To develop and evaluate retrieval-augmented large language models (LLMs) for summarizing headache medicine literature, compare their outputs with expert-written summaries, and identify key factors experts value in high-quality summaries.
Summarizing medical literature is essential to guide clinical decision-making. While LLMs show promise for literature summarization, detailed expert evaluations of such summaries in specific domains remain limited.
We constructed a retrieval-augmented generation (RAG) framework using three state-of-the-art LLMs, Sonnet, GPT-4o, and Llama-3.1, for medical literature summarization. A headache specialist created 13 questions: three for prompt optimization and ten for evaluation. Ten headache specialists from different institutions each wrote a summary for one question, yielding four summaries per question (expert, Sonnet, GPT-4o, and Llama). The experts, blinded to authorship, critically evaluated the summaries based on correctness, completeness, conciseness and clinical utility, scoring from 1-10 with standardized rubrics provided. They ranked the summaries by preference and indicated which they believed was written by an expert vs LLM.
Fifty evaluations from ten headache specialists were analyzed. Overall, experts written summaries scored the highest in all evaluation metrics and were the most preferred responses, followed by Sonnet, GPT-4o and Llama-3.1. Expert vs AI comparisons showed experts outperformed GPT-4o and Llama on most metrics, with no significant difference compared to Sonnet. Experts correctly distinguished experts- from AI-written summaries 64% (32/50) of the time. Beyond the metrics used, experts valued the quality of references, inclusion of key clinical details, such as medication dosage, synthesis across sources, and incorporation of clinical nuance and experience.
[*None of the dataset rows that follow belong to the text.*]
use std::sync::{Mutex, PoisonError};

use serde::Serialize;
use serde_yaml_with_quirks as serde_yaml;

/// Thread-safe collector of per-object outcomes.
///
/// Every recording method holds the lock only for the append or increment.
/// The collected lists are only reachable through [`DiffStats::done`].
#[derive(Debug, Default)]
pub struct DiffStats {
	inner: Mutex<DiffReport>,
}

impl DiffStats {
	pub fn new() -> Self {
		Self::default()
	}

	fn with<R>(&self, f: impl FnOnce(&mut DiffReport) -> R) -> R {
		let mut guard = self.inner.lock().unwrap_or_else(PoisonError::into_inner);
		f(&mut guard)
	}

	pub fn added(&self, name: impl Into<String>) {
		let name = name.into();
		self.with(|r| r.additions.push(name));
	}

	pub fn changed(&self, name: impl Into<String>) {
		let name = name.into();
		self.with(|r| r.changes.push(name));
	}

	pub fn deleted(&self, name: impl Into<String>) {
		let name = name.into();
		self.with(|r| r.deletions.push(name));
	}

	pub fn same(&self) {
		self.with(|r| r.same += 1);
	}

	pub fn error(&self, name: impl Into<String>) {
		let name = name.into();
		self.with(|r| r.errors.push(name));
	}

	/// Finalize into a report with sorted additions, changes and errors.
	///
	/// Deletions keep the order they were recorded in. The collector is left
	/// empty.
	pub fn done(&self) -> DiffReport {
		let mut report = self.with(std::mem::take);
		report.additions.sort();
		report.changes.sort();
		report.errors.sort();
		report
	}
}

/// Final outcome of a diff run.
#[derive(Debug, Clone, Default, PartialEq, Eq, Serialize)]
pub struct DiffReport {
	#[serde(skip_serializing_if = "Vec::is_empty")]
	pub additions: Vec<String>,
	#[serde(skip_serializing_if = "Vec::is_empty")]
	pub changes: Vec<String>,
	#[serde(skip_serializing_if = "Vec::is_empty")]
	pub deletions: Vec<String>,
	#[serde(skip_serializing_if = "is_zero")]
	pub same: usize,
	#[serde(skip_serializing_if = "Vec::is_empty")]
	pub errors: Vec<String>,
}

#[allow(clippy::trivially_copy_pass_by_ref)]
fn is_zero(n: &usize) -> bool {
	*n == 0
}

impl DiffReport {
	/// Number of objects that would change: added, changed or deleted.
	pub fn differences(&self) -> usize {
		self.additions.len() + self.changes.len() + self.deletions.len()
	}

	/// Render the `---` separated `stats:` summary block.
	pub fn summary(&self) -> Result<String, serde_yaml::Error> {
		#[derive(Serialize)]
		struct Summary<'a> {
			stats: &'a DiffReport,
		}
		let yaml = serde_yaml::to_string(&Summary { stats: self })?;
		let body = yaml.strip_prefix("---\n").unwrap_or(&yaml);
		let mut out = format!("---\n{body}");
		if !out.ends_with('\n') {
			out.push('\n');
		}
		Ok(out)
	}
}

#[cfg(test)]
mod tests {
	use std::sync::Arc;

	use super::*;

	#[test]
	fn test_done_sorts_everything_but_deletions() {
		let stats = DiffStats::new();
		stats.added("b");
		stats.added("a");
		stats.changed("z");
		stats.changed("y");
		stats.error("2");
		stats.error("1");
		stats.deleted("second");
		stats.deleted("first");
		stats.same();
		stats.same();

		let report = stats.done();
		assert_eq!(report.additions, vec!["a", "b"]);
		assert_eq!(report.changes, vec!["y", "z"]);
		assert_eq!(report.errors, vec!["1", "2"]);
		assert_eq!(report.deletions, vec!["second", "first"]);
		assert_eq!(report.same, 2);
		assert_eq!(report.differences(), 6);
	}

	#[test]
	fn test_concurrent_recording() {
		let stats = Arc::new(DiffStats::new());
		let handles: Vec<_> = (0..8)
			.map(|i| {
				let stats = stats.clone();
				std::thread::spawn(move || {
					for j in 0..100 {
						stats.added(format!("{i}-{j}"));
						stats.same();
					}
				})
			})
			.collect();
		for h in handles {
			h.join().unwrap();
		}
		let report = stats.done();
		assert_eq!(report.additions.len(), 800);
		assert_eq!(report.same, 800);
	}

	#[test]
	fn test_summary_omits_empty() {
		let report = DiffReport {
			additions: vec!["configmaps a".to_string()],
			same: 1,
			..DiffReport::default()
		};
		let summary = report.summary().unwrap();
		assert!(summary.starts_with("---\nstats:\n"), "{summary}");
		assert!(summary.contains("additions:"), "{summary}");
		assert!(summary.contains("same: 1"), "{summary}");
		assert!(!summary.contains("changes"), "{summary}");
		assert!(!summary.contains("errors"), "{summary}");
	}

	#[test]
	fn test_summary_of_empty_report() {
		let summary = DiffReport::default().summary().unwrap();
		assert!(summary.starts_with("---\nstats:"), "{summary}");
	}
}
Our study, comparing LLM- and expert-written literature summaries evaluated by headache specialists, showed that expert-written summaries were preferred, though it was challenging for experts to distinguish between human vs AI-generated ones. We also identified key expert-valued features, beyond standard evaluation metrics, that can guide future refinement of human and AI literature summarization pipelines.